Data provided: Begin

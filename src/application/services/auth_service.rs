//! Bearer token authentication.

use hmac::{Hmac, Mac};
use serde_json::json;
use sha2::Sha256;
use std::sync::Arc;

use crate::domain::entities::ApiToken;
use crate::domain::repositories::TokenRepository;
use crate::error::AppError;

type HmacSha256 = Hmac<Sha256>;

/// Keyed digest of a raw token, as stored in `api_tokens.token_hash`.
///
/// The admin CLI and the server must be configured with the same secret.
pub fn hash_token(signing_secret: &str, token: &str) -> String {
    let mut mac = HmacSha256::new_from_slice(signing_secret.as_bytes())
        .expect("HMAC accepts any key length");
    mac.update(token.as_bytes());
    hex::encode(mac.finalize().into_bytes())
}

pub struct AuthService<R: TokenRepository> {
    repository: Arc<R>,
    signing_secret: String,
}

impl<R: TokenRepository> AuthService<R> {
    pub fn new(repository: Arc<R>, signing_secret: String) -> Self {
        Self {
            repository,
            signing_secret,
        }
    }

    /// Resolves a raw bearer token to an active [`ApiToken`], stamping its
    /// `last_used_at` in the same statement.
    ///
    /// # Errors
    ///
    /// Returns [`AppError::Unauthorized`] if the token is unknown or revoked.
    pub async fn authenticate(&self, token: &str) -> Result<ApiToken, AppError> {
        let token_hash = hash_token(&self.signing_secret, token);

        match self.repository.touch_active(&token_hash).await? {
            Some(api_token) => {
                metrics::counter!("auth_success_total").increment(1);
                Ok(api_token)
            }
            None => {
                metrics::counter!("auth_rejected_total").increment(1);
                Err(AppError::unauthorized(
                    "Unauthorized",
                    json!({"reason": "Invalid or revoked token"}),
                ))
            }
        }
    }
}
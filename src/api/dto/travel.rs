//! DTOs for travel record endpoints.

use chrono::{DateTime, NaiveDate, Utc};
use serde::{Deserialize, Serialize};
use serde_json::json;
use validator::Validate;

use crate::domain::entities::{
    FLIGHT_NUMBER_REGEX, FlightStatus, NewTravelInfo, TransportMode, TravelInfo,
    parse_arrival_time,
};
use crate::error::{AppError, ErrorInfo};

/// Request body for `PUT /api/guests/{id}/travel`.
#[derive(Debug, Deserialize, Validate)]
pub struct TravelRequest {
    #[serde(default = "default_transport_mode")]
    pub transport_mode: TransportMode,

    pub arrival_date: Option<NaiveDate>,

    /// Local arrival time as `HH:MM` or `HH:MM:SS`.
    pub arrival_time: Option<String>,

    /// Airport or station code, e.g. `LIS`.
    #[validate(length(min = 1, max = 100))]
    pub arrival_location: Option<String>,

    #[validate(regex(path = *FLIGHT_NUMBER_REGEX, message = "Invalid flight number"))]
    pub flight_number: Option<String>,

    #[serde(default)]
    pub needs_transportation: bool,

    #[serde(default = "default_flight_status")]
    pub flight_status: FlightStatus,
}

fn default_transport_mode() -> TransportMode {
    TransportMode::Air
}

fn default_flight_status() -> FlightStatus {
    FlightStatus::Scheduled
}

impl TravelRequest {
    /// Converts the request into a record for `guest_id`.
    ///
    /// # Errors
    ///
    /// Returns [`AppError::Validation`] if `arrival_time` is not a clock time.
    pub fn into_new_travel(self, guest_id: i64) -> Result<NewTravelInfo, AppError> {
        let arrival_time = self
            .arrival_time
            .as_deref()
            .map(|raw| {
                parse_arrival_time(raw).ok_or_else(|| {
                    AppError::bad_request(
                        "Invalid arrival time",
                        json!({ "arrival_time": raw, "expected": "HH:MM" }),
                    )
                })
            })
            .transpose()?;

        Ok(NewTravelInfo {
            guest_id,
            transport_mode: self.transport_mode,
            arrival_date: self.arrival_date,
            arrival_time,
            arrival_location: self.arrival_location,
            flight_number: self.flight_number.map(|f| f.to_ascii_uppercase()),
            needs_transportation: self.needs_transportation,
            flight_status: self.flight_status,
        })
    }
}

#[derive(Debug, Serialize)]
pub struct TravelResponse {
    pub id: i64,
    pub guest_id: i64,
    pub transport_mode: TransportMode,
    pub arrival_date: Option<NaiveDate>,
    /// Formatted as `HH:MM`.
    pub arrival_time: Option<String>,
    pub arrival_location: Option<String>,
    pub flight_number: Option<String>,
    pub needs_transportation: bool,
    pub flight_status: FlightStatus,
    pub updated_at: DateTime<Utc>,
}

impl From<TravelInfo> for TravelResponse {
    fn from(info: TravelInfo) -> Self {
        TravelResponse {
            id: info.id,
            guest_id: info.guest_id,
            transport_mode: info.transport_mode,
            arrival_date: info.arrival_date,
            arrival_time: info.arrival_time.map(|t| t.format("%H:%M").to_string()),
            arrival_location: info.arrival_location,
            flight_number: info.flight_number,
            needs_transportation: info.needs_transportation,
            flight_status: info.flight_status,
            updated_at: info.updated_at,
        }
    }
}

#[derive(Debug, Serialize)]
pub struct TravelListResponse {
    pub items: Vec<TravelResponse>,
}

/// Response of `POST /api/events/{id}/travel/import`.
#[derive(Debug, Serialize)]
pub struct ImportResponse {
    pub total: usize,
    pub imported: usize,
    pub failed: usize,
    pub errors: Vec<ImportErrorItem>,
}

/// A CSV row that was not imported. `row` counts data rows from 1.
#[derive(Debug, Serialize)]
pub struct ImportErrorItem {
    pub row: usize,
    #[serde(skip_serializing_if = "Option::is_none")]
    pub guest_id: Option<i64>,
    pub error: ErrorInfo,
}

Data provided: End

[Problem to work on]
In the reply, include exactly the lines from the beginning of the entries above through the line holding "the same secret.", and nothing besides.

[Task output]
filename src/application/services/auth_service.rs
//! Bearer token authentication.

use hmac::{Hmac, Mac};
use serde_json::json;
use sha2::Sha256;
use std::sync::Arc;

use crate::domain::entities::ApiToken;
use crate::domain::repositories::TokenRepository;
use crate::error::AppError;

type HmacSha256 = Hmac<Sha256>;

/// Keyed digest of a raw token, as stored in `api_tokens.token_hash`.
///
/// The admin CLI and the server must be configured with the same secret.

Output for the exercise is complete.